US: $520 Million Lost to Online Crime in 2012

Published: 20 May 2013


Over 280,000 complaints of online criminal activity were reported by the Internet Crime Complaint Center (IC3) in 2012, according to the US organization’s annual report released on May 14, 2013.The total calculated financial loss due to online criminal activity was estimated to be more than $520 million.

The IC3 reported an average loss of around $4,500 in cases reporting financial losses, which accounted for close to 115,000, or 40% of the complaints. The IC3, which is a partnership between the Federal Bureau of Investigation and the National White Collar Crime Center, also noted some of the most common crimes reported. The single most costly crime reported was auto-fraud, to which victims lost over $64.5 million. In these cases, fraudsters sold cars they did not own to victims, tricked the victims into wiring money for the purchase without an inspection of the fictitious vehicle, and then failed to deliver the car.

Other notable forms of online crime the IC3 highlighted include the Hitman Scam and scareware or ransomware. In the Hitman Scam, fraudsters pose as hit men hired to kill the victim, or as intelligence or protection agencies aware of a threat to the victim’s life. The scammers assure the victim that by paying up, the threat to their life will disappear. Hitman scams accounted for roughly $1.8 million in reported losses. Scareware/ransomware scams involve the use of viruses, often downloaded unknowingly by victims who click on pop-up advertisements. As per a common scheme, once the computer has been infected it freezes, and a fraudulent warning purporting to be from the US Government informs the victim that their IP address has been logged in connection to a federal crime, such as viewing child pornography or hacking. The victims can avoid an embarrassing and costly trial; they just need to pay a fine via debit card.

The IC3 report stresses that fraudsters are often well informed and will use information stolen from their victims, such as social security numbers, names of the victims and their family members, and other seemingly private data to convince victims of their legitimacy.
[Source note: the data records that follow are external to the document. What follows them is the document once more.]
//! HTTP request type.

use std::collections::HashMap;
use std::str::FromStr;

use serde::{Deserialize, Serialize};

use crate::error::{HttpError, Result};
use crate::params::Params;
use crate::session::Session;

/// Content type of urlencoded form submissions.
pub const FORM_URLENCODED: &str = "application/x-www-form-urlencoded";

/// HTTP request methods.
#[derive(Debug, Clone, Copy, PartialEq, Eq, Hash, Serialize, Deserialize)]
#[serde(rename_all = "UPPERCASE")]
pub enum Method {
    /// GET method
    Get,
    /// POST method
    Post,
    /// PUT method
    Put,
    /// PATCH method
    Patch,
    /// DELETE method
    Delete,
    /// HEAD method
    Head,
    /// OPTIONS method
    Options,
}

impl Method {
    /// Returns the method as a string.
    pub fn as_str(&self) -> &'static str {
        match self {
            Self::Get => "GET",
            Self::Post => "POST",
            Self::Put => "PUT",
            Self::Patch => "PATCH",
            Self::Delete => "DELETE",
            Self::Head => "HEAD",
            Self::Options => "OPTIONS",
        }
    }
}

impl FromStr for Method {
    type Err = HttpError;

    fn from_str(s: &str) -> Result<Self> {
        match s.to_uppercase().as_str() {
            "GET" => Ok(Self::Get),
            "POST" => Ok(Self::Post),
            "PUT" => Ok(Self::Put),
            "PATCH" => Ok(Self::Patch),
            "DELETE" => Ok(Self::Delete),
            "HEAD" => Ok(Self::Head),
            "OPTIONS" => Ok(Self::Options),
            _ => Err(HttpError::UnknownMethod(s.to_string())),
        }
    }
}

impl std::fmt::Display for Method {
    fn fmt(&self, f: &mut std::fmt::Formatter<'_>) -> std::fmt::Result {
        write!(f, "{}", self.as_str())
    }
}

/// An HTTP request as seen by form handling.
#[derive(Debug, Clone)]
pub struct Request {
    /// HTTP method.
    pub method: Method,
    /// Request path.
    pub path: String,
    /// Query string parameters.
    pub query: Params,
    /// Body parameters of a form submission.
    pub form: Params,
    /// Request headers.
    pub headers: HashMap<String, String>,
    /// Raw request body.
    pub body: Vec<u8>,
    /// Session bound to the request.
    pub session: Session,
}

impl Request {
    /// Creates a new request.
    pub fn new(method: Method, path: impl Into<String>) -> Self {
        Self {
            method,
            path: path.into(),
            query: Params::new(),
            form: Params::new(),
            headers: HashMap::new(),
            body: Vec::new(),
            session: Session::new(),
        }
    }

    /// Creates a GET request.
    pub fn get(path: impl Into<String>) -> Self {
        Self::new(Method::Get, path)
    }

    /// Creates a POST request.
    pub fn post(path: impl Into<String>) -> Self {
        Self::new(Method::Post, path)
    }

    /// Sets a header.
    #[must_use]
    pub fn header(mut self, key: impl Into<String>, value: impl Into<String>) -> Self {
        self.headers.insert(key.into(), value.into());
        self
    }

    /// Sets the body.
    #[must_use]
    pub fn body(mut self, body: impl Into<Vec<u8>>) -> Self {
        self.body = body.into();
        self
    }

    /// Sets an urlencoded body, its content type, and the parsed form params.
    #[must_use]
    pub fn form_body(self, body: &str) -> Self {
        let mut req = self.header("Content-Type", FORM_URLENCODED).body(body);
        req.form = Params::parse(body);
        req
    }

    /// Appends a query parameter.
    #[must_use]
    pub fn query_param(mut self, key: impl Into<String>, value: impl Into<String>) -> Self {
        self.query.insert(key.into(), value.into());
        self
    }

    /// Appends a form body parameter.
    #[must_use]
    pub fn form_param(mut self, key: impl Into<String>, value: impl Into<String>) -> Self {
        self.form.insert(key.into(), value.into());
        self
    }

    /// Replaces the session.
    #[must_use]
    pub fn session(mut self, session: Session) -> Self {
        self.session = session;
        self
    }

    /// Gets a header value.
    pub fn get_header(&self, key: &str) -> Option<&str> {
        // Case-insensitive header lookup
        let key_lower = key.to_lowercase();
        self.headers
            .iter()
            .find(|(k, _)| k.to_lowercase() == key_lower)
            .map(|(_, v)| v.as_str())
    }

    /// Returns the media type of the body, without parameters.
    pub fn content_type(&self) -> Option<&str> {
        self.get_header("Content-Type")
            .map(|ct| ct.split(';').next().unwrap_or(ct).trim())
    }

    /// Re-parses the form params from the raw body.
    ///
    /// Only urlencoded bodies are parsed; other content types leave the
    /// form params untouched.
    pub fn parse_form_body(&mut self) -> Result<()> {
        if self.content_type() != Some(FORM_URLENCODED) {
            return Ok(());
        }
        let body = std::str::from_utf8(&self.body)
            .map_err(|e| HttpError::InvalidBody(e.to_string()))?;
        self.form = Params::parse(body);
        Ok(())
    }

    /// Query and form params combined, query first.
    pub fn params(&self) -> Params {
        let mut all = self.query.clone();
        all.extend(&self.form);
        all
    }
}

#[cfg(test)]
mod tests {
    use super::*;

    #[test]
    fn test_method_parsing() {
        assert_eq!("GET".parse::<Method>().unwrap(), Method::Get);
        assert_eq!("post".parse::<Method>().unwrap(), Method::Post);
        assert!(matches!(
            "INVALID".parse::<Method>(),
            Err(HttpError::UnknownMethod(m)) if m == "INVALID"
        ));
    }

    #[test]
    fn test_method_serde() {
        let method: Method = serde_json::from_str("\"GET\"").unwrap();
        assert_eq!(method, Method::Get);
        assert_eq!(serde_json::to_string(&Method::Post).unwrap(), "\"POST\"");
    }

    #[test]
    fn test_request_builder() {
        let req = Request::get("/users")
            .header("Accept", "text/html")
            .query_param("page", "1");

        assert_eq!(req.method, Method::Get);
        assert_eq!(req.path, "/users");
        assert_eq!(req.get_header("accept"), Some("text/html"));
        assert_eq!(req.query.get("page"), Some("1"));
    }

    #[test]
    fn test_form_body() {
        let req = Request::post("/signup").form_body("name=Fred&tag=a&tag=b");

        assert_eq!(req.content_type(), Some(FORM_URLENCODED));
        assert_eq!(req.form.get("name"), Some("Fred"));
        assert_eq!(req.form.get_all("tag"), vec!["a", "b"]);
    }

    #[test]
    fn test_parse_form_body_ignores_other_content_types() {
        let mut req = Request::post("/upload")
            .header("Content-Type", "application/json; charset=utf-8")
            .body("{\"name\": \"Fred\"}");
        req.parse_form_body().unwrap();
        assert!(req.form.is_empty());
    }

    #[test]
    fn test_parse_form_body_rejects_invalid_utf8() {
        let mut req = Request::post("/")
            .header("Content-Type", FORM_URLENCODED)
            .body(vec![0xff, 0xfe]);
        assert!(matches!(
            req.parse_form_body(),
            Err(HttpError::InvalidBody(_))
        ));
    }

    #[test]
    fn test_params_merges_query_and_form() {
        let req = Request::post("/search")
            .query_param("q", "rust")
            .form_param("page", "2");
        let params = req.params();
        assert_eq!(params.get("q"), Some("rust"));
        assert_eq!(params.get("page"), Some("2"));
    }
}
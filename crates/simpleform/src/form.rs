//! Request-bound forms.

use std::sync::Arc;

use serde::{Deserialize, Serialize};
use serde_json::{Map, Value};
use simpleform_http::{Method, Params, Request};
use tracing::debug;

use crate::bind::Bindable;
use crate::decode::variable_decode;
use crate::error::{FormError, Result, ValidationErrors};
use crate::htmlfill::{fill, HtmlFillOptions};
use crate::request::FormRequest;
use crate::schema::{Schema, NON_FIELD_ERRORS};
use crate::validation::Validator;

/// Form configuration.
///
/// Every field has a default, so partial JSON configs deserialize:
///
/// ```rust
/// use simpleform::{FormOptions, Method};
///
/// let options: FormOptions = serde_json::from_str(r#"{"method": "GET"}"#).unwrap();
/// assert_eq!(options.method, Some(Method::Get));
/// assert_eq!(options.dict_char, '.');
/// ```
#[derive(Debug, Clone, PartialEq, Eq, Serialize, Deserialize)]
#[serde(default)]
pub struct FormOptions {
    /// Method a submission must use; `None` accepts any method.
    pub method: Option<Method>,
    /// Decode `a.b` / `a-0` field names into nested values.
    pub variable_decode: bool,
    /// Separator for nested object keys.
    pub dict_char: char,
    /// Separator for list positions.
    pub list_char: char,
    /// Render `enctype="multipart/form-data"` on the form tag.
    pub multipart: bool,
}

impl Default for FormOptions {
    fn default() -> Self {
        Self {
            method: Some(Method::Post),
            variable_decode: false,
            dict_char: '.',
            list_char: '-',
            multipart: false,
        }
    }
}

/// A form bound to one request.
///
/// Validation runs at most once; the clean data and the errors are kept on
/// the form for binding and re-display.
///
/// # Example
///
/// ```rust
/// use simpleform::{Form, NotEmpty, Request, Schema};
///
/// let request = Request::post("/").form_body("name=Fred");
/// let schema = Schema::new().field("name", NotEmpty::new());
///
/// let mut form = Form::new(&request, schema);
/// assert!(form.validate());
/// assert_eq!(form.value("name"), Some(&serde_json::json!("Fred")));
/// ```
pub struct Form<'r, R: FormRequest + ?Sized = Request> {
    request: &'r R,
    schema: Option<Arc<Schema>>,
    validators: Vec<(String, Box<dyn Validator>)>,
    options: FormOptions,
    data: Map<String, Value>,
    errors: ValidationErrors,
    is_validated: bool,
}

impl<'r, R: FormRequest + ?Sized> Form<'r, R> {
    /// Creates a form validated by `schema`, with default options.
    pub fn new(request: &'r R, schema: impl Into<Arc<Schema>>) -> Self {
        Self {
            request,
            schema: Some(schema.into()),
            validators: Vec::new(),
            options: FormOptions::default(),
            data: Map::new(),
            errors: ValidationErrors::new(),
            is_validated: false,
        }
    }

    /// Starts building a form for `request`.
    pub fn builder(request: &'r R) -> FormBuilder<'r, R> {
        FormBuilder {
            request,
            schema: None,
            validators: Vec::new(),
            defaults: Map::new(),
            obj: None,
            options: FormOptions::default(),
        }
    }

    /// Validates the submission once.
    ///
    /// Returns the cached outcome when already validated. A request whose
    /// method differs from the form's returns `false` and leaves the form
    /// unvalidated.
    pub fn validate(&mut self) -> bool {
        if self.is_validated {
            return self.errors.is_empty();
        }
        if let Some(method) = self.options.method {
            let actual = self.request.method();
            if actual != method {
                debug!(expected = %method, actual = %actual, "request method does not match form");
                return false;
            }
        }
        self.force_validate()
    }

    /// Validates the submission regardless of the request method.
    pub fn force_validate(&mut self) -> bool {
        if self.is_validated {
            return self.errors.is_empty();
        }
        let params = self.submitted_params();
        self.validate_params(&params)
    }

    fn submitted_params(&self) -> Params {
        if self.options.method == Some(Method::Post) {
            self.request.post_params().clone()
        } else {
            self.request.all_params()
        }
    }

    /// Checks the CSRF token submitted under `field` against the session.
    ///
    /// Reads the same parameters as [`Form::force_validate`]. A missing
    /// token fails the check.
    pub fn check_csrf(&self, field: &str) -> bool {
        let params = self.submitted_params();
        let valid = params
            .get(field)
            .is_some_and(|token| self.request.check_csrf_token(token));
        if !valid {
            debug!(field, "CSRF check failed");
        }
        valid
    }

    /// Validates an explicit set of parameters instead of the request's.
    pub fn validate_params(&mut self, params: &Params) -> bool {
        if self.is_validated {
            return self.errors.is_empty();
        }
        let FormOptions {
            variable_decode: decode,
            dict_char,
            list_char,
            ..
        } = self.options;

        let decoded = if decode {
            match variable_decode(params, dict_char, list_char) {
                Ok(decoded) => decoded,
                Err(conflict) => {
                    debug!(field = %conflict.field, "submitted field names conflict");
                    self.errors.add(NON_FIELD_ERRORS, conflict.to_string());
                    self.is_validated = true;
                    return false;
                }
            }
        } else {
            params.mixed()
        };
        self.data
            .extend(decoded.iter().map(|(k, v)| (k.clone(), v.clone())));

        if let Some(schema) = &self.schema {
            match schema.validate_map(&decoded) {
                Ok(clean) => self.data = clean,
                Err(failures) => {
                    for (field, invalid) in &failures {
                        self.errors
                            .add_invalid(field, invalid, dict_char, list_char);
                    }
                }
            }
        }

        for (field, validator) in &self.validators {
            match validator.validate(decoded.get(field)) {
                Ok(value) => {
                    self.data.insert(field.clone(), value);
                }
                Err(invalid) => {
                    self.errors
                        .add_invalid(field, &invalid, dict_char, list_char);
                }
            }
        }

        self.is_validated = true;
        debug!(
            fields = self.data.len(),
            errors = self.errors.len(),
            "form validated"
        );
        self.errors.is_empty()
    }

    /// Copies the clean data onto `target`.
    ///
    /// Keys starting with `_` are never bound, nor are fields the target
    /// lacks. A non-empty `include` binds only the named fields; `exclude`
    /// names fields to leave alone.
    pub fn bind<T: Bindable + ?Sized>(
        &self,
        target: &mut T,
        include: &[&str],
        exclude: &[&str],
    ) -> Result<()> {
        if !self.is_validated {
            return Err(FormError::NotValidated);
        }
        if !self.errors.is_empty() {
            return Err(FormError::HasErrors);
        }

        for (key, value) in &self.data {
            if key.starts_with('_') {
                continue;
            }
            if !include.is_empty() && !include.contains(&key.as_str()) {
                continue;
            }
            if exclude.contains(&key.as_str()) {
                continue;
            }
            if !target.has_field(key) {
                debug!(field = %key, "bind target has no such field");
                continue;
            }
            target
                .set_field(key, value.clone())
                .map_err(|message| FormError::Bind {
                    field: key.clone(),
                    message,
                })?;
        }
        Ok(())
    }

    /// Returns the error messages of a field.
    pub fn errors_for(&self, field: &str) -> &[String] {
        self.errors.get(field).map(Vec::as_slice).unwrap_or(&[])
    }

    /// Returns whether a field has errors.
    pub fn is_error(&self, field: &str) -> bool {
        self.errors.contains(field)
    }

    /// Returns every error as `(field, message)`, ordered by field.
    pub fn all_errors(&self) -> Vec<(&str, &str)> {
        self.errors.all_errors()
    }

    /// Fills the form fields of an HTML snippet with the current data and
    /// errors, using the default fill options.
    pub fn htmlfill(&self, html: &str) -> String {
        self.htmlfill_with(html, &HtmlFillOptions::default())
    }

    /// Fills an HTML snippet with explicit fill options.
    pub fn htmlfill_with(&self, html: &str, options: &HtmlFillOptions) -> String {
        fill(html, &self.data, &self.errors, options)
    }

    /// Current value of a field.
    pub fn value(&self, field: &str) -> Option<&Value> {
        self.data.get(field)
    }

    /// Current data: defaults and object values before validation, clean
    /// values after.
    pub fn data(&self) -> &Map<String, Value> {
        &self.data
    }

    /// Validation errors by field.
    pub fn errors(&self) -> &ValidationErrors {
        &self.errors
    }

    /// Returns whether validation has run.
    pub fn is_validated(&self) -> bool {
        self.is_validated
    }

    /// The form's configuration.
    pub fn options(&self) -> &FormOptions {
        &self.options
    }

    /// The request the form reads from.
    pub fn request(&self) -> &'r R {
        self.request
    }
}

impl<R: FormRequest + ?Sized> std::fmt::Debug for Form<'_, R> {
    fn fmt(&self, f: &mut std::fmt::Formatter<'_>) -> std::fmt::Result {
        f.debug_struct("Form")
            .field("schema", &self.schema)
            .field(
                "validators",
                &self.validators.iter().map(|(n, _)| n).collect::<Vec<_>>(),
            )
            .field("options", &self.options)
            .field("data", &self.data)
            .field("errors", &self.errors)
            .field("is_validated", &self.is_validated)
            .finish_non_exhaustive()
    }
}

/// Builder for [`Form`].
pub struct FormBuilder<'r, R: FormRequest + ?Sized = Request> {
    request: &'r R,
    schema: Option<Arc<Schema>>,
    validators: Vec<(String, Box<dyn Validator>)>,
    defaults: Map<String, Value>,
    obj: Option<Map<String, Value>>,
    options: FormOptions,
}

impl<'r, R: FormRequest + ?Sized> FormBuilder<'r, R> {
    /// Validates the whole submission with `schema`.
    #[must_use]
    pub fn schema(mut self, schema: impl Into<Arc<Schema>>) -> Self {
        self.schema = Some(schema.into());
        self
    }

    /// Validates one field with `validator`, after the schema.
    #[must_use]
    pub fn validator(mut self, field: impl Into<String>, validator: impl Validator + 'static) -> Self {
        self.validators.push((field.into(), Box::new(validator)));
        self
    }

    /// Initial data shown before a submission.
    #[must_use]
    pub fn defaults(mut self, defaults: Map<String, Value>) -> Self {
        self.defaults = defaults;
        self
    }

    /// Sets one initial value.
    #[must_use]
    pub fn default_value(mut self, field: impl Into<String>, value: impl Into<Value>) -> Self {
        self.defaults.insert(field.into(), value.into());
        self
    }

    /// Reads initial data from an existing object; its values win over
    /// defaults.
    #[must_use]
    pub fn obj<T: Bindable + ?Sized>(mut self, obj: &T) -> Self {
        let snapshot = obj
            .field_names()
            .into_iter()
            .filter_map(|name| obj.field_value(name).map(|value| (name.to_string(), value)))
            .collect();
        self.obj = Some(snapshot);
        self
    }

    /// Method a submission must use; `None` accepts any method.
    #[must_use]
    pub fn method(mut self, method: Option<Method>) -> Self {
        self.options.method = method;
        self
    }

    /// Decodes nested field names before validation.
    #[must_use]
    pub fn variable_decode(mut self, decode: bool) -> Self {
        self.options.variable_decode = decode;
        self
    }

    /// Marks the form as a file upload form.
    #[must_use]
    pub fn multipart(mut self, multipart: bool) -> Self {
        self.options.multipart = multipart;
        self
    }

    /// Replaces every option at once.
    #[must_use]
    pub fn options(mut self, options: FormOptions) -> Self {
        self.options = options;
        self
    }

    /// Builds the form.
    ///
    /// Fails with [`FormError::NoValidators`] when neither a schema nor a
    /// field validator was given.
    pub fn build(self) -> Result<Form<'r, R>> {
        if self.schema.is_none() && self.validators.is_empty() {
            return Err(FormError::NoValidators);
        }

        let mut data = self.defaults;
        if let Some(obj) = &self.obj {
            let schema_fields = self.schema.iter().flat_map(|s| s.field_names());
            let validator_fields = self.validators.iter().map(|(name, _)| name.as_str());
            for field in schema_fields.chain(validator_fields) {
                if let Some(value) = obj.get(field) {
                    data.insert(field.to_string(), value.clone());
                }
            }
        }

        Ok(Form {
            request: self.request,
            schema: self.schema,
            validators: self.validators,
            options: self.options,
            data,
            errors: ValidationErrors::new(),
            is_validated: false,
        })
    }
}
If in doubt, potential victims should contact authorities to make sure that any complaints or alleged charges are real. The report also reminds readers that if a deal seems too good to be true, it likely is.

It should be noted that the IC3 report depends on independent complaints made to the IC3, and so the numbers reported, both of crimes and financial loss, are likely significantly lower than the real values, with many such crimes having gone unreported.